Controllers want complete power over you and everyone else—what to wear, eat, cook, buy, etc. They pressure you into doing things their way because they’ve never considered that anyone else’s way is right or acceptable. Around them, you feel unheard, silenced, invalidated, and easily may end up doing what they want rather than what you want. You want to take a walk after the holiday meal, and they insist that you sit and chat with Uncle George. You politely decline seconds of pumpkin pie, and they shove a slice onto your plate anyway.
 
Critiquers will judge you and everyone else by focusing on what’s wrong. A party may be a grand success with everyone having a terrific time, and critiquers will find fault with the food or the music. Even if they’re not down on you, when you’re around them, you sense that at any moment you could become a target of their criticism.
 
Chatterers monopolize a conversation, interrupt and insist that you listen to them until they’ve run out of words. You may think they’ll eventually get to asking about you, but they won’t. They’re mostly interested in hearing themselves talk and don’t actually care about anything but being the focus of attention.
 
Competitors will try to do you one better. You tell them about your new job and they go and on about a job they used to have. You mention the wonderful new restaurant you went to recently and they one-up you by telling you about a more expensive culinary experience. You announce that your son or daughter got into Harvard and they say theirs got into Yale and Harvard.
 
Victims only want to complain.

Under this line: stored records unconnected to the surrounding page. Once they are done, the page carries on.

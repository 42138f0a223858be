//! Shared test utilities: an in-memory metadata store plus seeding helpers,
//! and a scratch datalake directory for artifact-store fixtures.

use itx_visa_pipeline::metadata::{schema, MetadataStore};
use std::path::PathBuf;
use std::sync::atomic::{AtomicU64, Ordering};

pub mod db_seeding;

static TEST_COUNTER: AtomicU64 = AtomicU64::new(0);

/// A unique scratch directory per test, under `target/`-adjacent
/// `test_output/`, so parallel tests never collide on the same datalake
/// root.
pub fn unique_test_dir(test_name: &str) -> PathBuf {
    let dir = PathBuf::from("test_output").join(format!(
        "{}_{}_{}",
        test_name,
        std::process::id(),
        TEST_COUNTER.fetch_add(1, Ordering::SeqCst)
    ));
    std::fs::create_dir_all(&dir).unwrap();
    dir
}

/// An on-disk metadata store (rusqlite's `:memory:` mode does not survive
/// being wrapped across connections the way the CLI commands expect, so
/// tests use a scratch file instead) seeded with the production schema.
pub struct TestMetadataStore {
    path: PathBuf,
}

impl TestMetadataStore {
    pub fn new(test_name: &str) -> Self {
        let dir = unique_test_dir(test_name);
        let path = dir.join("metadata.db");
        {
            let conn = rusqlite::Connection::open(&path).unwrap();
            schema::setup_schema(&conn).unwrap();
        }
        Self { path }
    }

    pub fn open(&self) -> MetadataStore {
        MetadataStore::open(&self.path.to_string_lossy()).unwrap()
    }

    pub fn connection(&self) -> rusqlite::Connection {
        rusqlite::Connection::open(&self.path).unwrap()
    }

    /// The scratch database file's path, for tests driving the CLI's own
    /// `--database-path` override instead of calling `MetadataStore`
    /// directly.
    pub fn db_path(&self) -> PathBuf {
        self.path.clone()
    }
}

impl Drop for TestMetadataStore {
    fn drop(&mut self) {
        let _ = std::fs::remove_file(&self.path);
    }
}
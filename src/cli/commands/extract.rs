use super::{CommonArgs, StageContext, DRAFT_TYPE_RECORD, EXTRACT_ORIGIN, EXTRACT_TARGET};
use crate::artifact::Layer;
use crate::errors::AppResult;
use crate::pipeline::extractor;
use clap::Args;
use tracing::info;

#[derive(Args)]
pub struct ExtractCommand {
    #[command(flatten)]
    common: CommonArgs,

    /// Staging subdir holding the framed transactions
    #[arg(long, default_value = EXTRACT_ORIGIN)]
    origin_subdir: String,

    /// Staging subdir to write the extracted fields to
    #[arg(long, default_value = EXTRACT_TARGET)]
    target_subdir: String,
}

impl ExtractCommand {
    pub fn run(&self) -> AppResult<()> {
        let ctx = self.common.open()?;
        execute(&ctx, &self.origin_subdir, &self.target_subdir)
    }
}

/// Reads Visa draft field definitions and slices positional/secondary-keyed
/// values out of the framed transaction frame.
pub(crate) fn execute(ctx: &StageContext, origin_subdir: &str, target_subdir: &str) -> AppResult<()> {
    info!(
        client_id = %ctx.file_control.client_id,
        file_id = %ctx.file_control.file_id,
        "extract: starting"
    );

    let field_defs = ctx.metadata.read_field_definitions(DRAFT_TYPE_RECORD)?;
    info!(fields = field_defs.len(), "extract: loaded field definitions");

    let framed = ctx
        .artifacts
        .read(Layer::Staging, &ctx.file_control, origin_subdir)?;
    let extracted = extractor::extract(&framed, &field_defs);
    info!(
        rows = extracted.row_count(),
        columns = extracted.column_count(),
        "extract: extracted fields"
    );

    let path = ctx
        .artifacts
        .write(Layer::Staging, &ctx.file_control, target_subdir, &extracted)?;
    info!(path = %path.display(), "extract: wrote staging artifact");
    Ok(())
}
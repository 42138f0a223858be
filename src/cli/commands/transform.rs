use super::{CommonArgs, StageContext, TRANSFORM_TARGET};
use crate::artifact::Layer;
use crate::errors::AppResult;
use crate::pipeline::framer::{self, RecordFamily};
use clap::Args;
use tracing::info;

#[derive(Args)]
pub struct TransformCommand {
    #[command(flatten)]
    common: CommonArgs,

    /// Staging subdir to write the framed transactions to
    #[arg(long, default_value = TRANSFORM_TARGET)]
    target_subdir: String,
}

impl TransformCommand {
    pub fn run(&self) -> AppResult<()> {
        let ctx = self.common.open()?;
        execute(&ctx, &self.target_subdir)
    }
}

/// Reads the landing file's plaintext lines and frames them into
/// transaction rows, one sub-record per sequence digit.
pub(crate) fn execute(ctx: &StageContext, target_subdir: &str) -> AppResult<()> {
    info!(
        client_id = %ctx.file_control.client_id,
        file_id = %ctx.file_control.file_id,
        "transform: starting"
    );

    let lines = ctx.artifacts.read_landing_lines(&ctx.file_control)?;
    info!(lines = lines.len(), "transform: read landing file");

    let table = framer::frame(&lines, &RecordFamily::BASE_II_DRAFT);
    info!(rows = table.row_count(), "transform: framed transactions");

    let path = ctx
        .artifacts
        .write(Layer::Staging, &ctx.file_control, target_subdir, &table)?;
    info!(path = %path.display(), "transform: wrote staging artifact");
    Ok(())
}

They don’t want to change and don’t want advice even though they ask for it. Sympathy and attention are their goals, while acting as if they want to be different. They will drain the life blood out of you and transfer their frustration with a situation onto you feeling frustrated with them.
 
Before attending a social occasion, decide who will be difficult and how to handle them. Note: You’ll need to hurt their feelings to take care of yourself. Be as compassionate and tactful as possible, but put your needs first. If you feel an urge to stuff food into your mouth, recognize your feelings and engage in positive self-talk and actions.